→ What you are asked to do: Reduce the material below to its lines containing "ReaderBuilder".

=-=-=-=-=

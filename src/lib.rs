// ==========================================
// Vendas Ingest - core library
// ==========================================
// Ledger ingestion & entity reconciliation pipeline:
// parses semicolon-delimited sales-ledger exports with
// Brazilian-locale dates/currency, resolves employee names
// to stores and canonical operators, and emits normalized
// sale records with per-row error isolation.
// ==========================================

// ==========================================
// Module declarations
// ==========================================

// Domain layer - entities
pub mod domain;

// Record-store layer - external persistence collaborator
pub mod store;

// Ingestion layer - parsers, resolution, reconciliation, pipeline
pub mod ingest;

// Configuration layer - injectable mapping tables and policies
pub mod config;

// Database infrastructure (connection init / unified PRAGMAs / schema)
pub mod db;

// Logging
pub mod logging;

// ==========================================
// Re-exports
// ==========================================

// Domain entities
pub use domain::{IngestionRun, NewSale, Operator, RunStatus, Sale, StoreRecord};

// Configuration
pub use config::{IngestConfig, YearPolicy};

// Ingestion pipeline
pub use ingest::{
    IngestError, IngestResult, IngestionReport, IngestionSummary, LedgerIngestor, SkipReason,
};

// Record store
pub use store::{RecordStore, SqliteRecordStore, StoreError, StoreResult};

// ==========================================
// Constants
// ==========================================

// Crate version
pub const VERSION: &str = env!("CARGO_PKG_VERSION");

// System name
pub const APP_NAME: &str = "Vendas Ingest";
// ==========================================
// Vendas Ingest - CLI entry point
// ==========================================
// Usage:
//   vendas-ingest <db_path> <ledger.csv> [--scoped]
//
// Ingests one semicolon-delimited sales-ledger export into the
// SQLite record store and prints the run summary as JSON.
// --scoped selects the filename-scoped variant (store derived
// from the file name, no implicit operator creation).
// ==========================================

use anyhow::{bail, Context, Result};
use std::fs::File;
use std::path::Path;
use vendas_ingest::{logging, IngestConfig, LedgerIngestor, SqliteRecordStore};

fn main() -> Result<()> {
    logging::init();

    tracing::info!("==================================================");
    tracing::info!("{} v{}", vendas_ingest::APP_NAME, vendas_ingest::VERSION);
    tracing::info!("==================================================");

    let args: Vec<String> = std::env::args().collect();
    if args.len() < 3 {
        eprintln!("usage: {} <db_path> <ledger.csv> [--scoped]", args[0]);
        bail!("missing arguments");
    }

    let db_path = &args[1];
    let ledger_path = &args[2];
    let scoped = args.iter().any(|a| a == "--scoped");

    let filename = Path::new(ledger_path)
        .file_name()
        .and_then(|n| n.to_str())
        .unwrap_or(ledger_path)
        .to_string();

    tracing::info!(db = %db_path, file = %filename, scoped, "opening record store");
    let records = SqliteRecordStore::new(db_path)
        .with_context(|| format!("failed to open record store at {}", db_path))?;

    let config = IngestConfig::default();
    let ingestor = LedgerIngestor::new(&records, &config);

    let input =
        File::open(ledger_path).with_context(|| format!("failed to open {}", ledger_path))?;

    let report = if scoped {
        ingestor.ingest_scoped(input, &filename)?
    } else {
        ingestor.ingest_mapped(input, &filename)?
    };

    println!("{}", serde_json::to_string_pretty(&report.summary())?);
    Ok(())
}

=-=-=-=-=

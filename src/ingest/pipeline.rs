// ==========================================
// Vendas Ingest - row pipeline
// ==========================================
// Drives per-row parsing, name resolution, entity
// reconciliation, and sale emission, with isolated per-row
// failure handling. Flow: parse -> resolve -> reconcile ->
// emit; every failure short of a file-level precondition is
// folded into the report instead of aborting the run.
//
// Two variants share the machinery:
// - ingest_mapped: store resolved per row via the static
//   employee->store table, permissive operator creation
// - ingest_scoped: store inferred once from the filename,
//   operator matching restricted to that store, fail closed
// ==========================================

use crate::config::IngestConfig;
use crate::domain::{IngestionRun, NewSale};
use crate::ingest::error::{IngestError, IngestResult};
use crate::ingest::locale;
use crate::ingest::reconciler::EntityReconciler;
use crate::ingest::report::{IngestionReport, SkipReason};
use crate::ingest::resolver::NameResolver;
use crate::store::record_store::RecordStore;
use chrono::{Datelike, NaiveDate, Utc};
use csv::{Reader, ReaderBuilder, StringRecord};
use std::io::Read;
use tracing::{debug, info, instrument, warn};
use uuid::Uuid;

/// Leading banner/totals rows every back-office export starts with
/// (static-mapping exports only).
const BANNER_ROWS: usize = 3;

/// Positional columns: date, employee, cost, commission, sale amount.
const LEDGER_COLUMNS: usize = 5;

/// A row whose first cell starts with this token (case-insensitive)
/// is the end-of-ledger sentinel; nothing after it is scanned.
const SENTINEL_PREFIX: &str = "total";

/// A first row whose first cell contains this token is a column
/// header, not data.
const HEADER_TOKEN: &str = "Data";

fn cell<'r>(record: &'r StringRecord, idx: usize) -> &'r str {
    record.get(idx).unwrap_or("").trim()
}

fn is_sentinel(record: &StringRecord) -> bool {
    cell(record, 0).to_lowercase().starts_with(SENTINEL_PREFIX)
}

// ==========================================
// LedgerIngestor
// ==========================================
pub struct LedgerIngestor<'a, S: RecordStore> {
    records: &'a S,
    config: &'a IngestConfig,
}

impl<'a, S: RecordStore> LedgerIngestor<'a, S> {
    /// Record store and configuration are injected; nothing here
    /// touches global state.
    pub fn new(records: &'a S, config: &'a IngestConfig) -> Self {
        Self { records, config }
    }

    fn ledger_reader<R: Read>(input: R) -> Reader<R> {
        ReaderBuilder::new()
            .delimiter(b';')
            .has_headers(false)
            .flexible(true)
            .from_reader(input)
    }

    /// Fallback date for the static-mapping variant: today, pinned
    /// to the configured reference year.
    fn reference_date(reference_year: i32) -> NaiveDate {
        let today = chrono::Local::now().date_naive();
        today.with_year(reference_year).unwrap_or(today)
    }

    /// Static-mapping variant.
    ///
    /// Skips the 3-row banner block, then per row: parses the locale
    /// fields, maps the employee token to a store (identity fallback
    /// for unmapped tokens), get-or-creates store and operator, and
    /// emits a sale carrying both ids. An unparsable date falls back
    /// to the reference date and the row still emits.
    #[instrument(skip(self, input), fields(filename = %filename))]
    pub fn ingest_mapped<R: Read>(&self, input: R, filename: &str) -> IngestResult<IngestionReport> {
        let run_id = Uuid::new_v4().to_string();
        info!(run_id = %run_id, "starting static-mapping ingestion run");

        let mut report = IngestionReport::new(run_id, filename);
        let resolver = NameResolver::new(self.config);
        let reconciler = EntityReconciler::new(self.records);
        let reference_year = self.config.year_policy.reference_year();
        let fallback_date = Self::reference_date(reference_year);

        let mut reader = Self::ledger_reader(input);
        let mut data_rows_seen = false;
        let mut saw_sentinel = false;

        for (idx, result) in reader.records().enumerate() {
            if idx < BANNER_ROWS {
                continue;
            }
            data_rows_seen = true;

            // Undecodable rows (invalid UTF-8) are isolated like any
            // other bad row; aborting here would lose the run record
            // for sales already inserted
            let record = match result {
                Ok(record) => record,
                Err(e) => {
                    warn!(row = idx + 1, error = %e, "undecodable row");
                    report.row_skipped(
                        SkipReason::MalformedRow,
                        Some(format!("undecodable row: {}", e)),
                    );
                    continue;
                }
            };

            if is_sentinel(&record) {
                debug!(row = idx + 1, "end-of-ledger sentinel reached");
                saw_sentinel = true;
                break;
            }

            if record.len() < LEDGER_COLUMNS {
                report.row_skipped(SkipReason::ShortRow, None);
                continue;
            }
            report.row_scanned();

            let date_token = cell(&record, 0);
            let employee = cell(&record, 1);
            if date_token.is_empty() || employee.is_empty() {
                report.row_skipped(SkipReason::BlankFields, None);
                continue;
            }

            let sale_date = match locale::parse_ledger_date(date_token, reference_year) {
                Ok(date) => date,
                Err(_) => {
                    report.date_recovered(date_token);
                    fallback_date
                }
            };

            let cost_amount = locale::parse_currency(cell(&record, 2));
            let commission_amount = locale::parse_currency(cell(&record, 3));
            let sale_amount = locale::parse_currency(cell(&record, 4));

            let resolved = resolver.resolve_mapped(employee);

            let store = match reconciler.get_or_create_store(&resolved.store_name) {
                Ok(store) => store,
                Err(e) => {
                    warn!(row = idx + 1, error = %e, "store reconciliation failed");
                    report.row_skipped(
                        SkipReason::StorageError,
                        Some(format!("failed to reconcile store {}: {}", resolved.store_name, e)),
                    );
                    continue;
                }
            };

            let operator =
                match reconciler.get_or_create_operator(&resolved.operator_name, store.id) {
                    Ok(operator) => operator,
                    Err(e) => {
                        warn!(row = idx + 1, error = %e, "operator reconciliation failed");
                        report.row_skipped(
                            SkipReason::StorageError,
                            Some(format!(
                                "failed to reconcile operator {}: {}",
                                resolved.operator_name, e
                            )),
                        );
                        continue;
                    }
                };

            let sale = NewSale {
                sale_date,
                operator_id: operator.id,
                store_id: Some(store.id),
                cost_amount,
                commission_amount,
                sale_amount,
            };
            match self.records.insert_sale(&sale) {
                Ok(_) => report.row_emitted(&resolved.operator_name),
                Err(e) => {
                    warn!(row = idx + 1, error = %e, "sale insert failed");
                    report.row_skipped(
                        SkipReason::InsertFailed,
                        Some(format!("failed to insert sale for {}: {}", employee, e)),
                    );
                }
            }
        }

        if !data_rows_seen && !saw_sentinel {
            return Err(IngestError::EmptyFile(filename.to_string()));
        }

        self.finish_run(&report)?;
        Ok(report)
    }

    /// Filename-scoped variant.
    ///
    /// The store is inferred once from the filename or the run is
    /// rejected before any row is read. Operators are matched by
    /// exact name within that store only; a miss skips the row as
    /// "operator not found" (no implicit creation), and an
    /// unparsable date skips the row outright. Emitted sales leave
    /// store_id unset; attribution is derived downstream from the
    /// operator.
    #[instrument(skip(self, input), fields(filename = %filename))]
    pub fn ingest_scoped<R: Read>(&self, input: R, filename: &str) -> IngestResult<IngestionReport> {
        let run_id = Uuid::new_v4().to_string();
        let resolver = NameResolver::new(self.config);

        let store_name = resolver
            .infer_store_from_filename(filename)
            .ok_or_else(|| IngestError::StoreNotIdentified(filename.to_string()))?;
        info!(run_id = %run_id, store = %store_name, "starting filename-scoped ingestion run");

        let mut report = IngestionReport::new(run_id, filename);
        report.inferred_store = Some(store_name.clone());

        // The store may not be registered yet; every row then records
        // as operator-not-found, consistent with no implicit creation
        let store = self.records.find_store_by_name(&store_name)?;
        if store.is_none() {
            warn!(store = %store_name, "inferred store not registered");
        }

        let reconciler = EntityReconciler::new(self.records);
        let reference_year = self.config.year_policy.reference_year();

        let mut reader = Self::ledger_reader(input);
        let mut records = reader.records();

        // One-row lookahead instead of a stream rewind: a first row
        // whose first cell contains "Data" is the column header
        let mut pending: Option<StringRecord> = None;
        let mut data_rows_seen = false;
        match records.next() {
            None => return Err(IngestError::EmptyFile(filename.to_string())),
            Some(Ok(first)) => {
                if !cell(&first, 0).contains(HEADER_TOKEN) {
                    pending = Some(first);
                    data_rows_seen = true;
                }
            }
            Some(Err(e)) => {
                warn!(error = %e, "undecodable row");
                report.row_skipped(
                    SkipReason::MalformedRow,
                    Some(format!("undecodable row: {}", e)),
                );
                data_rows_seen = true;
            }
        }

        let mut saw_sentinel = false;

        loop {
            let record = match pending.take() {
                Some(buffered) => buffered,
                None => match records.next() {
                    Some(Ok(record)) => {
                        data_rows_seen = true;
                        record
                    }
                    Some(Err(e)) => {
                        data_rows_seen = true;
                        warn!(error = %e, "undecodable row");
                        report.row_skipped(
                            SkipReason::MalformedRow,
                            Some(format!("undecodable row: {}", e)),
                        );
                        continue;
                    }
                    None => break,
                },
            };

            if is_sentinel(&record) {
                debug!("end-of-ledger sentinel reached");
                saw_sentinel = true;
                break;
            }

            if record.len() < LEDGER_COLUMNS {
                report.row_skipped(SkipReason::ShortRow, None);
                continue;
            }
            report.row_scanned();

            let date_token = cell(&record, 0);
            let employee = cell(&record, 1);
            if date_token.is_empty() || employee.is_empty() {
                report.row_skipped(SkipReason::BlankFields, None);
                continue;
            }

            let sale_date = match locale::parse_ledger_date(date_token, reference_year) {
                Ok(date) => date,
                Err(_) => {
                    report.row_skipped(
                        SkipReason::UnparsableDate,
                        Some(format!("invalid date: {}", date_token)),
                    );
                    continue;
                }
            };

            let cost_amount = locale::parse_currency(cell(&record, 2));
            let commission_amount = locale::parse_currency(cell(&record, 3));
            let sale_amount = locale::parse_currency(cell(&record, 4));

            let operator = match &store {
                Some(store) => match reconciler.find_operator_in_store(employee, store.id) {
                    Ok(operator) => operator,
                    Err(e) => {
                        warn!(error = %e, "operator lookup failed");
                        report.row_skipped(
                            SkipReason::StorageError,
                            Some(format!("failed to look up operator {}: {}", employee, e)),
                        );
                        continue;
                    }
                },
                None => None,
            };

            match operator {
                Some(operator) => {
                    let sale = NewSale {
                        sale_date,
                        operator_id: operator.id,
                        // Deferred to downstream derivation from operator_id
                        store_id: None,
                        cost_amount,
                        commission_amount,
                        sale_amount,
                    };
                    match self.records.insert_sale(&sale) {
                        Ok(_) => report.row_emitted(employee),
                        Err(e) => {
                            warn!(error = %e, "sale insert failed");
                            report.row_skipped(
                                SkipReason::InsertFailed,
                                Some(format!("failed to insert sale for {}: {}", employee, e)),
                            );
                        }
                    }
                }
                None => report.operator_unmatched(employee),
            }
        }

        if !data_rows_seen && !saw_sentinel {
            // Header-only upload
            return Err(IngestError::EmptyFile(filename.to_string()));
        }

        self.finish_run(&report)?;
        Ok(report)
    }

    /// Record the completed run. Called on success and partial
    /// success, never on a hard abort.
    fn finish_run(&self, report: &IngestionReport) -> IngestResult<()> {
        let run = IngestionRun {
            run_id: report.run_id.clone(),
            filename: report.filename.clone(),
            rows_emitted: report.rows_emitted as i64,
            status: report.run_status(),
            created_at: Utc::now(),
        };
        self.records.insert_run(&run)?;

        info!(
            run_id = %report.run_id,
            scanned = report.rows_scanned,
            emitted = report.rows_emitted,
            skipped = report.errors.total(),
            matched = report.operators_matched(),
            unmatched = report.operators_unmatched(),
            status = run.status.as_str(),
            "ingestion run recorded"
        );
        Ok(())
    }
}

=-=-=-=-=

→ Answer to this exercise:
use csv::{Reader, ReaderBuilder, StringRecord};
        ReaderBuilder::new()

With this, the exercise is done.